In this work, Shuaicheng Li and Yuejie Zheng managed the project; Hongmei Wang performed sampling; Heping Wang, Qian Zhou, and Xin Feng conducted pathogen detection, sequencing, and analysing, respectively; Heping Wang, Yonghong Yang, and Wenkui Dai interpreted the result and written manuscript. Heping Wang, Wenkui Dai, and Xin Feng contributed equally.


This work was supported by Guangdong Medical Research Fund A2016501; Sanming Project of Medicine in Shenzhen SZSM201512030; Shenzhen Public Service Platform for Clinical Drug Trials 20151964; and Shenzhen Science and Technology Project JCYJ20170303155012371. The authors thank Mr. Xiaofeng Lin from EasyPub for polishing revised manuscript. They also thank the staffs of WeHealthGene whose names are not included in the author list, but who contributed to the project.

Supplementary Materials

Supplementary 1. Supplementary Tables. Table S1: sample information; Table S2: confounder analysis; Table S3: intergroup comparison at phylum level: NP-OP, ANs-OP, and ANs-NP; Table S4: intergroup comparison of dominant genera: NP-OP, ANs-OP, and ANs-NP; Table S5: comparison of dominant genera in OP among different ages.
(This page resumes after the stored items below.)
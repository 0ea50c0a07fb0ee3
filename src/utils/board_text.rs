//! Flat board text used at the host boundary, plus a terminal renderer.
//!
//! The text is 90 bytes in row-major order, row 0 (red's back rank) first.
//! Uppercase letters are red, lowercase black. `RNBAKCP` are revealed pieces,
//! `DEFGHI` dark markers for the rook, knight, bishop, advisor, cannon and
//! pawn start squares, `.` is empty.

use crate::game_state::jieqi_types::{Camp, Cell, PieceKind, Placement};
use crate::jieqi_errors::JieqiError;
use crate::utils::notation::{board_squares, empty_placement, to_internal, BOARD_COLS, BOARD_ROWS};

pub const EXTERNAL_CELLS: usize = 90;

/// Parse external cells into a red-perspective placement.
pub fn parse_external_cells(cells: &[u8]) -> Result<Placement, JieqiError> {
    if cells.len() != EXTERNAL_CELLS {
        return Err(JieqiError::InvalidBoardLength(cells.len()));
    }
    let mut placement = empty_placement();
    for (index, (square, code)) in board_squares().zip(cells.iter()).enumerate() {
        placement[square as usize] =
            cell_from_code(*code).ok_or(JieqiError::InvalidCellCode {
                index,
                code: char::from(*code),
            })?;
    }
    Ok(placement)
}

/// Serialize a red-perspective placement back to external cells.
pub fn placement_to_external(placement: &Placement) -> String {
    board_squares()
        .map(|square| cell_to_code(placement[square as usize]))
        .collect()
}

/// Bottom camp is uppercase, as in a red-perspective placement.
pub fn cell_from_code(code: u8) -> Option<Cell> {
    if code == b'.' {
        return Some(Cell::Empty);
    }
    let camp = if code.is_ascii_uppercase() {
        Camp::Bottom
    } else {
        Camp::Top
    };
    let cell = match code.to_ascii_uppercase() {
        b'R' => Cell::Revealed(camp, PieceKind::Rook),
        b'N' => Cell::Revealed(camp, PieceKind::Knight),
        b'B' => Cell::Revealed(camp, PieceKind::Bishop),
        b'A' => Cell::Revealed(camp, PieceKind::Advisor),
        b'K' => Cell::Revealed(camp, PieceKind::King),
        b'C' => Cell::Revealed(camp, PieceKind::Cannon),
        b'P' => Cell::Revealed(camp, PieceKind::Pawn),
        b'D' => Cell::Dark(camp, PieceKind::Rook),
        b'E' => Cell::Dark(camp, PieceKind::Knight),
        b'F' => Cell::Dark(camp, PieceKind::Bishop),
        b'G' => Cell::Dark(camp, PieceKind::Advisor),
        b'H' => Cell::Dark(camp, PieceKind::Cannon),
        b'I' => Cell::Dark(camp, PieceKind::Pawn),
        _ => return None,
    };
    Some(cell)
}

pub fn cell_to_code(cell: Cell) -> char {
    let (camp, upper) = match cell {
        Cell::Offboard | Cell::Empty => return '.',
        Cell::Revealed(camp, kind) => (camp, revealed_letter(kind)),
        Cell::Dark(camp, kind) => (camp, dark_letter(kind)),
    };
    match camp {
        Camp::Bottom => upper,
        Camp::Top => upper.to_ascii_lowercase(),
    }
}

fn revealed_letter(kind: PieceKind) -> char {
    match kind {
        PieceKind::Rook => 'R',
        PieceKind::Knight => 'N',
        PieceKind::Bishop => 'B',
        PieceKind::Advisor => 'A',
        PieceKind::King => 'K',
        PieceKind::Cannon => 'C',
        PieceKind::Pawn => 'P',
    }
}

fn dark_letter(kind: PieceKind) -> char {
    match kind {
        PieceKind::Rook => 'D',
        PieceKind::Knight => 'E',
        PieceKind::Bishop => 'F',
        PieceKind::Advisor => 'G',
        PieceKind::Cannon => 'H',
        PieceKind::Pawn => 'I',
        PieceKind::King => 'K',
    }
}

/// Render a placement for terminal output, top row first.
pub fn render_placement(placement: &Placement) -> String {
    let mut out = String::new();
    for row in (0..BOARD_ROWS).rev() {
        out.push(char::from(b'0' + row));
        out.push(' ');
        for col in 0..BOARD_COLS {
            out.push(cell_to_code(placement[to_internal(row, col) as usize]));
            if col + 1 < BOARD_COLS {
                out.push(' ');
            }
        }
        out.push('\n');
    }
    out.push_str("  a b c d e f g h i");
    out
}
Supplementary 2. Supplementary Figure 1: rarefaction curve of the OTU number to the tag number. All samples’ rarefaction curve reached plateau, which demonstrates that the data is enough for further analysis. The X-coordinate represents the selected tags, and the Y-coordinate stands for the relative OTU number.

Supplementary 3. Supplementary Figure 2: dissimilarity of bacterial community in ANs-NP and ANs-OP. The X-coordinate represents the 4 subgroups with different ages, and Y-coordinate stands for the dissimilarity of bacterial community. represents p-value ⩽ 0.001.